Ini 6 Fakta Penting yang Harus Diketahui tentang Aturan Ojek Online
4. Kebijakan suspend dan putus mitra harus jelas
Pemblokiran aplikasi (suspend) kerap dikeluhkan oleh pengemudi ojek online karena dinilai tidak transparan. Aplikator kerap memblokir aplikasi pengemudi dengan berbagai alasan, mulai dari soal kecuranan hingga pengemudi tidak "menarik" penumpang dalam jangka waktu tertentu.
Dalam aturan ini, aplikator wajib menyusun SOP yang jelas soal kebijakan suspend hingga putus mitra. SOP ini harus memuat soal jenis, tingkatan, tahapan, dan pencabutan sanksi. SOP ini harus dibahas bersama dan disosialisasikan kepada mitra kerja.
5. Selain ojek online, juga berlaku untuk ojek pangkalan
Permenhub 12/2019 rupanya bukan hanya berlaku bagi ojek online meski dibahas para pemangku kepentingan yang terkait ojek online. Aturan itu memang mengatur lebih banyak bagi ojek online seperti soal biaya jasa hingga kemitraan antara aplikator dan pengemudi.
Namun, ojek pangkalan juga harus mengikuti aturan itu. Dalam pasal 2 ditegaskan, sepeda motor yang menjadi objek aturan tersebut bukan hanya yang berbasis aplikasi, melainkan tanpa aplikasi.
Pemerintah meminta agar ojek pangkalan mengikuti aspek keselamatan dan keamanan. Artinya, mereka harus menggunakan kelengkapan minimal seperti helm, jaket, celana panjang, sepatu, dan lain-lain serta mematuhi aturan lalu lintas.
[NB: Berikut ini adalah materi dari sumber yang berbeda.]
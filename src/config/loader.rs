//! Configuration loading and discovery for `plotbridge.toml`
//!
//! Provides functions to find, load, and merge configuration from the
//! config file, the environment, and command-line flags.

use super::schema::PlotBridgeConfig;
use std::env;
use std::fs;
use std::path::{Path, PathBuf};
use thiserror::Error;

/// Name of the configuration file searched for during discovery.
pub const CONFIG_FILE_NAME: &str = "plotbridge.toml";

/// Overrides the base URL of the rendering service.
pub const ENV_BASE_URL: &str = "PLOTBRIDGE_BASE_URL";
/// Overrides the `/plot` timeout, in seconds.
pub const ENV_TIMEOUT_SECS: &str = "PLOTBRIDGE_TIMEOUT_SECS";

/// Configuration loading error
#[derive(Debug, Error)]
#[non_exhaustive]
pub enum ConfigError {
    /// File I/O error
    #[error("Failed to read config: {0}")]
    Io(#[from] std::io::Error),
    /// TOML parsing error
    #[error("Failed to parse plotbridge.toml: {0}")]
    Parse(#[from] toml::de::Error),
    /// Environment variable holds an unusable value
    #[error("Invalid value for {name}: '{value}'")]
    Env { name: &'static str, value: String },
    /// Validation error
    #[error("Config validation failed:\n{}", .0.iter().map(|e| format!("  - {}", e)).collect::<Vec<_>>().join("\n"))]
    Validation(Vec<String>),
}

/// CLI arguments that can override config values
#[derive(Debug, Default, Clone)]
pub struct CliOverrides {
    /// Override the rendering service base URL
    pub base_url: Option<String>,
    /// Override the `/plot` timeout
    pub timeout_secs: Option<u64>,
}

/// Find plotbridge.toml by walking up from the current working directory.
///
/// Search order:
/// 1. Walk up from current directory looking for plotbridge.toml
/// 2. Check XDG_CONFIG_HOME/plotbridge/plotbridge.toml (or ~/.config/plotbridge/plotbridge.toml)
pub fn find_config() -> Option<PathBuf> {
    if let Ok(cwd) = env::current_dir() {
        if let Some(path) = find_config_from(cwd) {
            return Some(path);
        }
    }

    find_xdg_config()
}

/// Find plotbridge.toml in the XDG config directory.
pub fn find_xdg_config() -> Option<PathBuf> {
    let xdg_config = env::var("XDG_CONFIG_HOME")
        .map(PathBuf::from)
        .or_else(|_| env::var("HOME").map(|h| PathBuf::from(h).join(".config")))
        .ok()?;

    let config_path = xdg_config.join("plotbridge").join(CONFIG_FILE_NAME);
    if config_path.exists() {
        Some(config_path)
    } else {
        None
    }
}

/// Find plotbridge.toml by walking up from a specific directory.
pub fn find_config_from(start: PathBuf) -> Option<PathBuf> {
    let mut current = start;

    loop {
        let config_path = current.join(CONFIG_FILE_NAME);
        if config_path.exists() {
            return Some(config_path);
        }

        if !current.pop() {
            return None;
        }
    }
}

/// Load configuration from a plotbridge.toml file.
///
/// If a path is provided, loads from that file. Otherwise, uses `find_config()`
/// to locate the config file. If no config file is found, the defaults are
/// returned. The file contents are not validated here; call [`resolve_config`]
/// to get a validated configuration with overrides applied.
pub fn load_config(path: Option<&Path>) -> Result<PlotBridgeConfig, ConfigError> {
    let config_path = match path {
        Some(p) => Some(p.to_path_buf()),
        None => find_config(),
    };

    match config_path {
        Some(p) => load_config_file(&p),
        None => Ok(PlotBridgeConfig::default()),
    }
}

fn load_config_file(path: &Path) -> Result<PlotBridgeConfig, ConfigError> {
    let contents = fs::read_to_string(path)?;
    Ok(toml::from_str(&contents)?)
}

/// Apply `PLOTBRIDGE_*` environment variables on top of the file values.
pub fn merge_env_overrides(config: &mut PlotBridgeConfig) -> Result<(), ConfigError> {
    if let Ok(base_url) = env::var(ENV_BASE_URL) {
        if !base_url.trim().is_empty() {
            config.service.base_url = base_url.trim().to_string();
        }
    }

    if let Ok(raw) = env::var(ENV_TIMEOUT_SECS) {
        let secs = raw
            .trim()
            .parse::<u64>()
            .map_err(|_| ConfigError::Env { name: ENV_TIMEOUT_SECS, value: raw.clone() })?;
        config.timeouts.plot_secs = secs;
    }

    Ok(())
}

/// Merge CLI overrides into a configuration.
///
/// CLI arguments take precedence over config file and environment values.
pub fn merge_cli_overrides(config: &mut PlotBridgeConfig, overrides: &CliOverrides) {
    if let Some(ref base_url) = overrides.base_url {
        config.service.base_url = base_url.clone();
    }

    if let Some(secs) = overrides.timeout_secs {
        config.timeouts.plot_secs = secs;
    }
}

/// Load, merge, and validate the effective configuration.
///
/// Precedence: defaults < file < environment < CLI flags.
pub fn resolve_config(
    path: Option<&Path>,
    overrides: &CliOverrides,
) -> Result<PlotBridgeConfig, ConfigError> {
    let mut config = load_config(path)?;
    merge_env_overrides(&mut config)?;
    merge_cli_overrides(&mut config, overrides);

    let errors = config.validate();
    if !errors.is_empty() {
        return Err(ConfigError::Validation(errors.into_iter().map(|e| e.to_string()).collect()));
    }

    Ok(config)
}
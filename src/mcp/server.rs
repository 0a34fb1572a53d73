//! Core MCP server implementation.

use rmcp::handler::server::router::tool::ToolRouter;
use rmcp::handler::server::wrapper::Parameters;
use rmcp::model::*;
use rmcp::{tool, tool_handler, tool_router, ErrorData as McpError, ServerHandler, ServiceExt};

use super::tools::generate_chart::{run_generate_chart, GenerateChartInput};
use super::tools::status::run_check_status;
use crate::client::ClientError;
use crate::config::PlotBridgeConfig;
use crate::marshal::Marshaler;

/// The PlotBridge MCP Server
///
/// Exposes the chart-rendering service as two MCP tools: `generate_chart`
/// and `check_fastapi_status`.
#[derive(Debug, Clone)]
pub struct PlotBridgeMcpServer {
    tool_router: ToolRouter<Self>,
    marshaler: Marshaler,
}

#[tool_router]
impl PlotBridgeMcpServer {
    pub fn new(config: &PlotBridgeConfig) -> Result<Self, ClientError> {
        Ok(Self { tool_router: Self::tool_router(), marshaler: Marshaler::new(config)? })
    }

    #[tool(
        name = "generate_chart",
        description = "Generate a chart (line, bar, scatter, or pie) using the chart rendering service. Returns a PNG image."
    )]
    async fn generate_chart(
        &self,
        Parameters(input): Parameters<GenerateChartInput>,
    ) -> Result<CallToolResult, McpError> {
        Ok(run_generate_chart(&self.marshaler, input).await)
    }

    #[tool(
        name = "check_fastapi_status",
        description = "Check if the chart rendering service is running and accessible"
    )]
    async fn check_fastapi_status(&self) -> Result<CallToolResult, McpError> {
        Ok(run_check_status(&self.marshaler).await)
    }
}

#[tool_handler]
impl ServerHandler for PlotBridgeMcpServer {
    fn get_info(&self) -> ServerInfo {
        ServerInfo {
            protocol_version: ProtocolVersion::V_2024_11_05,
            capabilities: ServerCapabilities::builder().enable_tools().build(),
            server_info: Implementation {
                name: "plotbridge".into(),
                version: env!("CARGO_PKG_VERSION").into(),
                title: None,
                icons: None,
                website_url: None,
            },
            instructions: Some(
                "PlotBridge MCP server. Renders charts through an HTTP chart service. \
                 Use generate_chart with a chart_type, titles, axis labels and \
                 data.labels/data.values to get a PNG, and check_fastapi_status to \
                 verify the service is reachable."
                    .into(),
            ),
        }
    }
}

/// Run the MCP server on stdin/stdout
pub async fn run_server(config: &PlotBridgeConfig) -> Result<(), Box<dyn std::error::Error>> {
    tracing::info!(base_url = %config.service.base_url, "starting MCP server on stdio");
    let server = PlotBridgeMcpServer::new(config)?;
    let service = server.serve(rmcp::transport::stdio()).await?;
    service.waiting().await?;
    tracing::info!("MCP client disconnected");
    Ok(())
}
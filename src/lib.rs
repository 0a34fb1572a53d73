//! PlotBridge - Library for relaying chart requests to an HTTP rendering service
//!
//! This library provides functionality to:
//! - Validate chart requests (line, bar, scatter, pie) before they leave the process
//! - Send them to a chart-rendering service and relay the PNG it returns
//! - Expose both operations as MCP tools (`generate_chart`, `check_fastapi_status`)

pub mod chart;
pub mod cli;
pub mod client;
pub mod config;
pub mod logging;
pub mod marshal;
#[cfg(feature = "mcp")]
pub mod mcp;

pub use chart::{ChartData, ChartInput, ChartRequest, ChartType, ChartValidationError};
pub use marshal::{ChartResult, Marshaler};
Dalam konteks ojek online, syarat-syarat tersebut diawasi oleh aplikator bersama kepolisian. Sementara ojek pangkalan diserahkan sepenuhnya kepada kepolisian untuk menilang apabila ada aturan yang tidak ditaati.
6. Picu kontroversi
Saat aturan ini dibahas, muncul kontroversi soal legalitas ojek online sebagai angkutan umum. Pasalnya, Undang-Undang Nomor 22 tahun 2009 tentang lalu lintas dan angkutan jalan (LLAJ) tidak memasukkan kendaraan roda dua dalam kategori angkutan umum.
Organda menjadi pihak yang menentang legalisasi ojek sebagai angkutan umum. Namun, Menteri Perhubungan Budi Karya Sumadi berdalih absennya ojek online dalam UU 22/2009 memberikan ruang bagi pemerintah melakukan diskresi kebijakan.
Apapun argumennya, Permenhub tersebut tetap terbuka untuk digugat di Mahkamah Agung. Sejak jauh-jauh hari, Organda menjadi salah satu pihak yang menyatakan kesiapannya menempuh jalur hukum jika aturan itu diterbitkan.